### Your assignment
For this exercise, please find the lines in the entries that include the word "mpsc" and copy them.

### Collected data

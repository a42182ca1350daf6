//! In-process fake backend for the session integration tests.
//!
//! Serves the REST endpoints the session calls plus the realtime endpoint, on
//! an ephemeral port. Every request is authorized against one valid access
//! token; `POST /auth/refresh-token` issues a new one.

#![allow(dead_code)]

use std::{
    net::SocketAddr,
    sync::{
        Arc,
        atomic::{AtomicUsize, Ordering},
    },
    time::Duration,
};

use axum::{
    Json, Router,
    extract::{
        Path, State,
        ws::{Message, WebSocket, WebSocketUpgrade},
    },
    http::{HeaderMap, StatusCode, header::AUTHORIZATION},
    response::{IntoResponse, Response},
    routing::{get, post},
};
use futures_util::{sink::SinkExt, stream::StreamExt};
use serde_json::{Value, json};
use tokio::{
    sync::{Mutex, mpsc},
    task::JoinHandle,
};

use qure_client::{
    SessionConfig,
    domain::{AccessToken, Credential, RefreshToken},
};

pub const CLINIC_ID: &str = "clinicA";
pub const QUEUE_ID: &str = "q1";
pub const TOKEN_ID: &str = "t1";
pub const TOKEN_NUMBER: u32 = 7;

#[derive(Default)]
struct BackendState {
    valid_token: Mutex<String>,
    refresh_calls: AtomicUsize,
    handshakes: AtomicUsize,
    active_token: Mutex<Option<Value>>,
    cancelled: Mutex<Vec<String>>,
    frames: Mutex<Vec<Value>>,
    client: Mutex<Option<mpsc::UnboundedSender<String>>>,
}

impl BackendState {
    async fn authorized(&self, headers: &HeaderMap) -> bool {
        let expected = format!("Bearer {}", self.valid_token.lock().await);
        headers
            .get(AUTHORIZATION)
            .and_then(|value| value.to_str().ok())
            .is_some_and(|value| value == expected)
    }
}

/// Helper struct to manage the fake backend lifecycle
pub struct FakeBackend {
    addr: SocketAddr,
    state: Arc<BackendState>,
    server: JoinHandle<()>,
}

impl FakeBackend {
    /// Start a backend that accepts `valid_token`
    pub async fn start(valid_token: &str) -> Self {
        let state = Arc::new(BackendState {
            valid_token: Mutex::new(valid_token.to_string()),
            ..BackendState::default()
        });

        let app = Router::new()
            .route("/ws", get(websocket_handler))
            .route("/api/auth/refresh-token", post(refresh_token))
            .route("/api/queues/clinic/{clinic_id}/today", get(today_queue))
            .route("/api/queues/{queue_id}/status", get(queue_status))
            .route("/api/tokens", post(generate_token))
            .route("/api/tokens/my-active", get(my_active))
            .route("/api/tokens/{token_id}", get(token).delete(cancel_token))
            .with_state(state.clone());

        let listener = tokio::net::TcpListener::bind("127.0.0.1:0")
            .await
            .expect("Failed to bind fake backend");
        let addr = listener.local_addr().expect("Failed to read local addr");
        let server = tokio::spawn(async move {
            axum::serve(listener, app).await.expect("Fake backend failed");
        });

        FakeBackend {
            addr,
            state,
            server,
        }
    }

    /// Session configuration pointing at this backend
    pub fn config(&self) -> SessionConfig {
        SessionConfig {
            api_base_url: format!("http://{}/api", self.addr),
            ws_url: format!("ws://{}/ws", self.addr),
            reconnect_attempts: 2,
            reconnect_delay: Duration::from_millis(50),
            completion_refresh_delay: Duration::from_millis(50),
            request_timeout: Duration::from_secs(5),
            ..SessionConfig::default()
        }
    }

    pub fn refresh_calls(&self) -> usize {
        self.state.refresh_calls.load(Ordering::SeqCst)
    }

    pub fn handshakes(&self) -> usize {
        self.state.handshakes.load(Ordering::SeqCst)
    }

    /// Invalidate the current access token without issuing a new one
    pub async fn revoke_access_token(&self) {
        *self.state.valid_token.lock().await = "revoked".to_string();
    }

    pub async fn cancelled(&self) -> Vec<String> {
        self.state.cancelled.lock().await.clone()
    }

    /// Push one event frame to the connected client
    pub async fn push(&self, event: &str, data: Value) {
        let frame = json!({ "event": event, "data": data }).to_string();
        let client = self.state.client.lock().await;
        client
            .as_ref()
            .expect("No client connected")
            .send(frame)
            .expect("Client socket gone");
    }

    /// Wait until the client has sent a frame with this event name
    pub async fn wait_for_frame(&self, event: &str) -> Value {
        within(async {
            loop {
                let found = self
                    .state
                    .frames
                    .lock()
                    .await
                    .iter()
                    .find(|frame| frame["event"] == event)
                    .cloned();
                if let Some(frame) = found {
                    return frame;
                }
                tokio::time::sleep(Duration::from_millis(10)).await;
            }
        })
        .await
    }

    pub async fn frames(&self, event: &str) -> Vec<Value> {
        self.state
            .frames
            .lock()
            .await
            .iter()
            .filter(|frame| frame["event"] == event)
            .cloned()
            .collect()
    }
}

impl Drop for FakeBackend {
    fn drop(&mut self) {
        self.server.abort();
    }
}

pub fn credential(access: &str, refresh: &str) -> Credential {
    Credential::new(
        AccessToken::new(access).unwrap(),
        RefreshToken::new(refresh).unwrap(),
    )
}

pub fn token_json(status: &str) -> Value {
    json!({
        "id": TOKEN_ID,
        "queueId": QUEUE_ID,
        "tokenNumber": TOKEN_NUMBER,
        "status": status,
    })
}

pub async fn within<F: std::future::Future>(future: F) -> F::Output {
    tokio::time::timeout(Duration::from_secs(5), future)
        .await
        .expect("timed out")
}

fn ok(data: Value) -> Response {
    Json(json!({ "success": true, "data": data })).into_response()
}

fn unauthorized() -> Response {
    (
        StatusCode::UNAUTHORIZED,
        Json(json!({ "success": false, "message": "Unauthorized" })),
    )
        .into_response()
}

// ========================================
// Handlers
// ========================================

async fn websocket_handler(
    ws: WebSocketUpgrade,
    State(state): State<Arc<BackendState>>,
    headers: HeaderMap,
) -> Response {
    state.handshakes.fetch_add(1, Ordering::SeqCst);
    if !state.authorized(&headers).await {
        return StatusCode::UNAUTHORIZED.into_response();
    }

    let (tx, rx) = mpsc::unbounded_channel();
    *state.client.lock().await = Some(tx);
    ws.on_upgrade(move |socket| handle_socket(socket, state, rx))
}

async fn handle_socket(
    socket: WebSocket,
    state: Arc<BackendState>,
    mut rx: mpsc::UnboundedReceiver<String>,
) {
    let (mut sender, mut receiver) = socket.split();

    let mut send_task = tokio::spawn(async move {
        while let Some(frame) = rx.recv().await {
            if sender.send(Message::Text(frame.into())).await.is_err() {
                break;
            }
        }
    });

    let recv_state = state.clone();
    let mut recv_task = tokio::spawn(async move {
        while let Some(Ok(message)) = receiver.next().await {
            match message {
                Message::Text(text) => {
                    if let Ok(frame) = serde_json::from_str::<Value>(text.as_str()) {
                        recv_state.frames.lock().await.push(frame);
                    }
                }
                Message::Close(_) => break,
                _ => {}
            }
        }
    });

    tokio::select! {
        _ = &mut send_task => recv_task.abort(),
        _ = &mut recv_task => send_task.abort(),
    }
}

async fn refresh_token(
    State(state): State<Arc<BackendState>>,
    Json(body): Json<Value>,
) -> Response {
    if body["refreshToken"].as_str().is_none() || body["deviceInfo"]["userAgent"].is_null() {
        return (StatusCode::BAD_REQUEST, Json(json!({ "success": false }))).into_response();
    }
    let issued = state.refresh_calls.fetch_add(1, Ordering::SeqCst) + 1;
    let access = format!("access-renewed-{}", issued);
    *state.valid_token.lock().await = access.clone();
    ok(json!({
        "accessToken": access,
        "refreshToken": format!("refresh-renewed-{}", issued),
    }))
}

async fn today_queue(
    State(state): State<Arc<BackendState>>,
    headers: HeaderMap,
    Path(clinic_id): Path<String>,
) -> Response {
    if !state.authorized(&headers).await {
        return unauthorized();
    }
    if clinic_id != CLINIC_ID {
        return (
            StatusCode::NOT_FOUND,
            Json(json!({ "success": false, "message": "Queue not found" })),
        )
            .into_response();
    }
    ok(json!({
        "id": QUEUE_ID,
        "clinicId": CLINIC_ID,
        "currentTokenNo": 3,
        "maxQueueSize": 50,
        "isActive": true,
    }))
}

async fn queue_status(
    State(state): State<Arc<BackendState>>,
    headers: HeaderMap,
    Path(queue_id): Path<String>,
) -> Response {
    if !state.authorized(&headers).await {
        return unauthorized();
    }
    ok(json!({
        "queueId": queue_id,
        "currentTokenNo": 3,
        "waitingCount": 4,
        "estimatedWaitTime": 20,
    }))
}

async fn generate_token(
    State(state): State<Arc<BackendState>>,
    headers: HeaderMap,
    Json(body): Json<Value>,
) -> Response {
    if !state.authorized(&headers).await {
        return unauthorized();
    }
    if body["queueId"] != QUEUE_ID {
        return (StatusCode::BAD_REQUEST, Json(json!({ "success": false }))).into_response();
    }
    let token = token_json("WAITING");
    *state.active_token.lock().await = Some(token.clone());
    ok(token)
}

async fn my_active(State(state): State<Arc<BackendState>>, headers: HeaderMap) -> Response {
    if !state.authorized(&headers).await {
        return unauthorized();
    }
    let token = state.active_token.lock().await.clone();
    ok(token.unwrap_or(Value::Null))
}

async fn token(
    State(state): State<Arc<BackendState>>,
    headers: HeaderMap,
    Path(token_id): Path<String>,
) -> Response {
    if !state.authorized(&headers).await {
        return unauthorized();
    }
    match state.active_token.lock().await.clone() {
        Some(token) if token["id"] == token_id.as_str() => ok(token),
        _ => (
            StatusCode::NOT_FOUND,
            Json(json!({ "success": false, "message": "Token not found" })),
        )
            .into_response(),
    }
}

async fn cancel_token(
    State(state): State<Arc<BackendState>>,
    headers: HeaderMap,
    Path(token_id): Path<String>,
) -> Response {
    if !state.authorized(&headers).await {
        return unauthorized();
    }
    state.cancelled.lock().await.push(token_id);
    *state.active_token.lock().await = None;
    ok(Value::Null)
}
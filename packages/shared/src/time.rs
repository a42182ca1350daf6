//! Time-related utilities with clock abstraction for testability.

use chrono::{TimeZone, Utc};

/// Clock trait for dependency injection and testing
pub trait Clock: Send + Sync {
    /// Get current Unix timestamp (milliseconds)
    fn now_millis(&self) -> i64;
}

/// System clock implementation (uses actual system time)
#[derive(Debug, Clone, Copy, Default)]
pub struct SystemClock;

impl Clock for SystemClock {
    fn now_millis(&self) -> i64 {
        current_timestamp()
    }
}

/// Fixed clock implementation for testing (returns a fixed time)
#[derive(Debug, Clone, Copy)]
pub struct FixedClock {
    fixed_time: i64,
}

impl FixedClock {
    /// Create a new fixed clock with the given timestamp
    pub fn new(fixed_time_millis: i64) -> Self {
        Self {
            fixed_time: fixed_time_millis,
        }
    }
}

impl Clock for FixedClock {
    fn now_millis(&self) -> i64 {
        self.fixed_time
    }
}

/// Get current Unix timestamp in UTC (milliseconds)
pub fn current_timestamp() -> i64 {
    Utc::now().timestamp_millis()
}

/// Convert Unix timestamp (milliseconds) to RFC 3339 format in UTC.
///
/// Returns `None` when the timestamp is outside the representable range.
pub fn timestamp_to_rfc3339(timestamp_millis: i64) -> Option<String> {
    Utc.timestamp_millis_opt(timestamp_millis)
        .single()
        .map(|dt| dt.to_rfc3339())
}

/// Format a Unix timestamp (milliseconds) as a wall-clock `HH:MM:SS` string in UTC.
pub fn timestamp_to_clock_time(timestamp_millis: i64) -> Option<String> {
    Utc.timestamp_millis_opt(timestamp_millis)
        .single()
        .map(|dt| dt.format("%H:%M:%S").to_string())
}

### Answer to this task
    sync::{Mutex, mpsc},
    client: Mutex<Option<mpsc::UnboundedSender<String>>>,
    let (tx, rx) = mpsc::unbounded_channel();
    mut rx: mpsc::UnboundedReceiver<String>,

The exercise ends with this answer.